--- DATA EXTRACT ---

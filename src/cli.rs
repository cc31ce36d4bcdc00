//! Command-line interface for podcastgen
//!
//! Provides argument parsing using clap derive macros.

use crate::pipeline::StageFlags;
use clap::Parser;
use std::path::PathBuf;
use std::time::Duration;

/// Turn a document into a multi-speaker audio podcast
#[derive(Parser, Debug)]
#[command(
    name = "podcastgen",
    version,
    about = "Turn a document into a multi-speaker audio podcast"
)]
pub struct Cli {
    /// Path to configuration file (default: ./podcastgen.toml, then ~/.config/podcastgen/config.toml)
    #[arg(long, value_name = "PATH")]
    pub config: Option<PathBuf>,

    /// Source document (.pdf, .txt or .md)
    #[arg(long, value_name = "PATH")]
    pub pdf: Option<PathBuf>,

    /// Output directory for audio, subtitles and exports
    #[arg(long, value_name = "DIR")]
    pub output_dir: Option<PathBuf>,

    /// Number of topics to extract
    #[arg(long, value_name = "N")]
    pub topics: Option<usize>,

    /// Number of dialogue turns per topic
    #[arg(long, value_name = "N")]
    pub turns: Option<usize>,

    /// Podcast language code (a, b, j, h, p, z, i, f, e)
    #[arg(long, value_name = "CODE")]
    pub lang: Option<String>,

    /// Reuse the saved script instead of generating new content
    #[arg(long)]
    pub skip_content: bool,

    /// Keep the generated text untranslated
    #[arg(long)]
    pub skip_translation: bool,

    /// Stop after the text stages (no audio or subtitles)
    #[arg(long)]
    pub skip_audio: bool,

    /// Logging level (debug, info, warning, error, critical)
    #[arg(long, value_name = "LEVEL")]
    pub log_level: Option<String>,

    /// Also append logs to this file
    #[arg(long, value_name = "PATH")]
    pub log_file: Option<PathBuf>,

    /// Print the generated dialogue as it is produced
    #[arg(short, long)]
    pub verbose: bool,

    /// Cancel the run after this long. Examples: 90s, 15m, 1h30m
    #[arg(long, value_name = "DURATION", value_parser = parse_timeout)]
    pub timeout: Option<Duration>,

    /// Ollama server URL (default: http://localhost:11434)
    #[arg(long, value_name = "URL")]
    pub ollama_url: Option<String>,

    /// OpenAI API key for openai/ models
    #[arg(long, value_name = "KEY")]
    pub openai_api_key: Option<String>,

    /// Anthropic API key for anthropic/ models
    #[arg(long, value_name = "KEY")]
    pub anthropic_api_key: Option<String>,

    /// Groq API key for groq/ models
    #[arg(long, value_name = "KEY")]
    pub groq_api_key: Option<String>,
}

impl Cli {
    pub fn stage_flags(&self) -> StageFlags {
        StageFlags {
            skip_content: self.skip_content,
            skip_translation: self.skip_translation,
            skip_audio: self.skip_audio,
        }
    }
}

/// Parse a timeout string.
///
/// Supports any duration format accepted by `humantime`; a bare number is
/// taken as seconds.
fn parse_timeout(s: &str) -> Result<Duration, String> {
    let s = s.trim();
    let duration = match s.parse::<u64>() {
        Ok(secs) => Duration::from_secs(secs),
        Err(_) => humantime::parse_duration(s).map_err(|e| e.to_string())?,
    };
    if duration.is_zero() {
        return Err("timeout must be greater than zero".to_string());
    }
    Ok(duration)
}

---

__EXERCISE__. Output each line of the listing above that has "speaker".

__COMPLETED TASK__.
/// Turn a document into a multi-speaker audio podcast
    about = "Turn a document into a multi-speaker audio podcast"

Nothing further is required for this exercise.